impl Parser {
    fn new(tokens: Vec<Token>, source_len: usize) -> Self {
        Self {
            tokens,
            pos: 0,
            depth: 0,
            source_len,
        }
    }

    fn peek(&self) -> Option<&Token> {
        self.tokens.get(self.pos)
    }

    fn peek_kind(&self) -> Option<&TokenKind> {
        self.peek().map(|t| &t.kind)
    }

    fn advance(&mut self) -> Option<&Token> {
        let tok = self.tokens.get(self.pos);
        if tok.is_some() {
            self.pos += 1;
        }
        tok
    }

    fn current_span(&self) -> Span {
        self.peek().map(|t| t.span).unwrap_or_else(|| self.eof_span())
    }

    fn eof_span(&self) -> Span {
        Span::new(self.source_len, self.source_len)
    }

    fn expect(&mut self, expected: &TokenKind) -> Result<Span, PricingError> {
        match self.peek() {
            Some(tok) if &tok.kind == expected => {
                let span = tok.span;
                self.pos += 1;
                Ok(span)
            }
            Some(tok) => Err(compile_error(
                format!(
                    "expected {}, found {}",
                    expected.describe(),
                    tok.kind.describe()
                ),
                tok.span.start,
            )),
            None => Err(compile_error(
                format!("expected {}, found end of input", expected.describe()),
                self.source_len,
            )),
        }
    }

    fn enter(&mut self) -> Result<(), PricingError> {
        self.depth += 1;
        if self.depth > MAX_NESTING {
            return Err(compile_error(
                format!("expression nests deeper than {MAX_NESTING} levels"),
                self.current_span().start,
            ));
        }
        Ok(())
    }

    fn leave(&mut self) {
        self.depth -= 1;
    }
}

/// Parses payoff source text into an expression tree.
pub fn parse(source: &str) -> Result<Expr, PricingError> {
    if source.len() > MAX_EXPRESSION_LEN {
        return Err(compile_error(
            format!("expression is longer than {MAX_EXPRESSION_LEN} bytes"),
            MAX_EXPRESSION_LEN,
        ));
    }

    let tokens = tokenize(source)?;
    if tokens.is_empty() {
        return Err(compile_error("payoff expression is empty", 0));
    }

    let mut p = Parser::new(tokens, source.len());
    let expr = parse_expr(&mut p)?;

    match p.peek() {
        None => Ok(expr),
        Some(tok) if is_comparison(&tok.kind) => Err(compile_error(
            "chained comparisons are not supported",
            tok.span.start,
        )),
        Some(tok) => Err(compile_error(
            format!("unexpected {}", tok.kind.describe()),
            tok.span.start,
        )),
    }
}

fn is_comparison(kind: &TokenKind) -> bool {
    matches!(
        kind,
        TokenKind::Lt
            | TokenKind::Le
            | TokenKind::Gt
            | TokenKind::Ge
            | TokenKind::EqEq
            | TokenKind::Ne
    )
}

fn parse_expr(p: &mut Parser) -> Result<Expr, PricingError> {
    p.enter()?;
    let expr = parse_comparison(p)?;
    p.leave();
    Ok(expr)
}

fn parse_comparison(p: &mut Parser) -> Result<Expr, PricingError> {
    let left = parse_additive(p)?;
    let op = match p.peek_kind() {
        Some(TokenKind::Lt) => CompareOp::Lt,
        Some(TokenKind::Le) => CompareOp::Le,
        Some(TokenKind::Gt) => CompareOp::Gt,
        Some(TokenKind::Ge) => CompareOp::Ge,
        Some(TokenKind::EqEq) => CompareOp::Eq,
        Some(TokenKind::Ne) => CompareOp::Ne,
        _ => return Ok(left),
    };
    p.advance();
    let right = parse_additive(p)?;
    let span = Span::new(left.span.start, right.span.end);
    Ok(Expr {
        kind: ExprKind::Compare {
            op,
            lhs: Box::new(left),
            rhs: Box::new(right),
        },
        span,
    })
}

fn parse_additive(p: &mut Parser) -> Result<Expr, PricingError> {
    let mut left = parse_multiplicative(p)?;
    loop {
        let op = match p.peek_kind() {
            Some(TokenKind::Plus) => BinaryOp::Add,
            Some(TokenKind::Minus) => BinaryOp::Sub,
            _ => break,
        };
        p.advance();
        let right = parse_multiplicative(p)?;
        left = binary(op, left, right);
    }
    Ok(left)
}

fn parse_multiplicative(p: &mut Parser) -> Result<Expr, PricingError> {
    let mut left = parse_unary(p)?;
    loop {
        let op = match p.peek_kind() {
            Some(TokenKind::Star) => BinaryOp::Mul,
            Some(TokenKind::Slash) => BinaryOp::Div,
            Some(TokenKind::Percent) => BinaryOp::Mod,
            _ => break,
        };
        p.advance();
        let right = parse_unary(p)?;
        left = binary(op, left, right);
    }
    Ok(left)
}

▬▬▬▬▬▬

● Work task
Give back the whole listing. Match it exactly.

● Answer area
impl Parser {
    fn new(tokens: Vec<Token>, source_len: usize) -> Self {
        Self {
            tokens,
            pos: 0,
            depth: 0,
            source_len,
        }
    }

    fn peek(&self) -> Option<&Token> {
        self.tokens.get(self.pos)
    }

    fn peek_kind(&self) -> Option<&TokenKind> {
        self.peek().map(|t| &t.kind)
    }

    fn advance(&mut self) -> Option<&Token> {
        let tok = self.tokens.get(self.pos);
        if tok.is_some() {
            self.pos += 1;
        }
        tok
    }

    fn current_span(&self) -> Span {
        self.peek().map(|t| t.span).unwrap_or_else(|| self.eof_span())
    }

    fn eof_span(&self) -> Span {
        Span::new(self.source_len, self.source_len)
    }

    fn expect(&mut self, expected: &TokenKind) -> Result<Span, PricingError> {
        match self.peek() {
            Some(tok) if &tok.kind == expected => {
                let span = tok.span;
                self.pos += 1;
                Ok(span)
            }
            Some(tok) => Err(compile_error(
                format!(
                    "expected {}, found {}",
                    expected.describe(),
                    tok.kind.describe()
                ),
                tok.span.start,
            )),
            None => Err(compile_error(
                format!("expected {}, found end of input", expected.describe()),
                self.source_len,
            )),
        }
    }

    fn enter(&mut self) -> Result<(), PricingError> {
        self.depth += 1;
        if self.depth > MAX_NESTING {
            return Err(compile_error(
                format!("expression nests deeper than {MAX_NESTING} levels"),
                self.current_span().start,
            ));
        }
        Ok(())
    }

    fn leave(&mut self) {
        self.depth -= 1;
    }
}

/// Parses payoff source text into an expression tree.
pub fn parse(source: &str) -> Result<Expr, PricingError> {
    if source.len() > MAX_EXPRESSION_LEN {
        return Err(compile_error(
            format!("expression is longer than {MAX_EXPRESSION_LEN} bytes"),
            MAX_EXPRESSION_LEN,
        ));
    }

    let tokens = tokenize(source)?;
    if tokens.is_empty() {
        return Err(compile_error("payoff expression is empty", 0));
    }

    let mut p = Parser::new(tokens, source.len());
    let expr = parse_expr(&mut p)?;

    match p.peek() {
        None => Ok(expr),
        Some(tok) if is_comparison(&tok.kind) => Err(compile_error(
            "chained comparisons are not supported",
            tok.span.start,
        )),
        Some(tok) => Err(compile_error(
            format!("unexpected {}", tok.kind.describe()),
            tok.span.start,
        )),
    }
}

fn is_comparison(kind: &TokenKind) -> bool {
    matches!(
        kind,
        TokenKind::Lt
            | TokenKind::Le
            | TokenKind::Gt
            | TokenKind::Ge
            | TokenKind::EqEq
            | TokenKind::Ne
    )
}

fn parse_expr(p: &mut Parser) -> Result<Expr, PricingError> {
    p.enter()?;
    let expr = parse_comparison(p)?;
    p.leave();
    Ok(expr)
}

fn parse_comparison(p: &mut Parser) -> Result<Expr, PricingError> {
    let left = parse_additive(p)?;
    let op = match p.peek_kind() {
        Some(TokenKind::Lt) => CompareOp::Lt,
        Some(TokenKind::Le) => CompareOp::Le,
        Some(TokenKind::Gt) => CompareOp::Gt,
        Some(TokenKind::Ge) => CompareOp::Ge,
        Some(TokenKind::EqEq) => CompareOp::Eq,
        Some(TokenKind::Ne) => CompareOp::Ne,
        _ => return Ok(left),
    };
    p.advance();
    let right = parse_additive(p)?;
    let span = Span::new(left.span.start, right.span.end);
    Ok(Expr {
        kind: ExprKind::Compare {
            op,
            lhs: Box::new(left),
            rhs: Box::new(right),
        },
        span,
    })
}

fn parse_additive(p: &mut Parser) -> Result<Expr, PricingError> {
    let mut left = parse_multiplicative(p)?;
    loop {
        let op = match p.peek_kind() {
            Some(TokenKind::Plus) => BinaryOp::Add,
            Some(TokenKind::Minus) => BinaryOp::Sub,
            _ => break,
        };
        p.advance();
        let right = parse_multiplicative(p)?;
        left = binary(op, left, right);
    }
    Ok(left)
}

fn parse_multiplicative(p: &mut Parser) -> Result<Expr, PricingError> {
    let mut left = parse_unary(p)?;
    loop {
        let op = match p.peek_kind() {
            Some(TokenKind::Star) => BinaryOp::Mul,
            Some(TokenKind::Slash) => BinaryOp::Div,
            Some(TokenKind::Percent) => BinaryOp::Mod,
            _ => break,
        };
        p.advance();
        let right = parse_unary(p)?;
        left = binary(op, left, right);
    }
    Ok(left)
}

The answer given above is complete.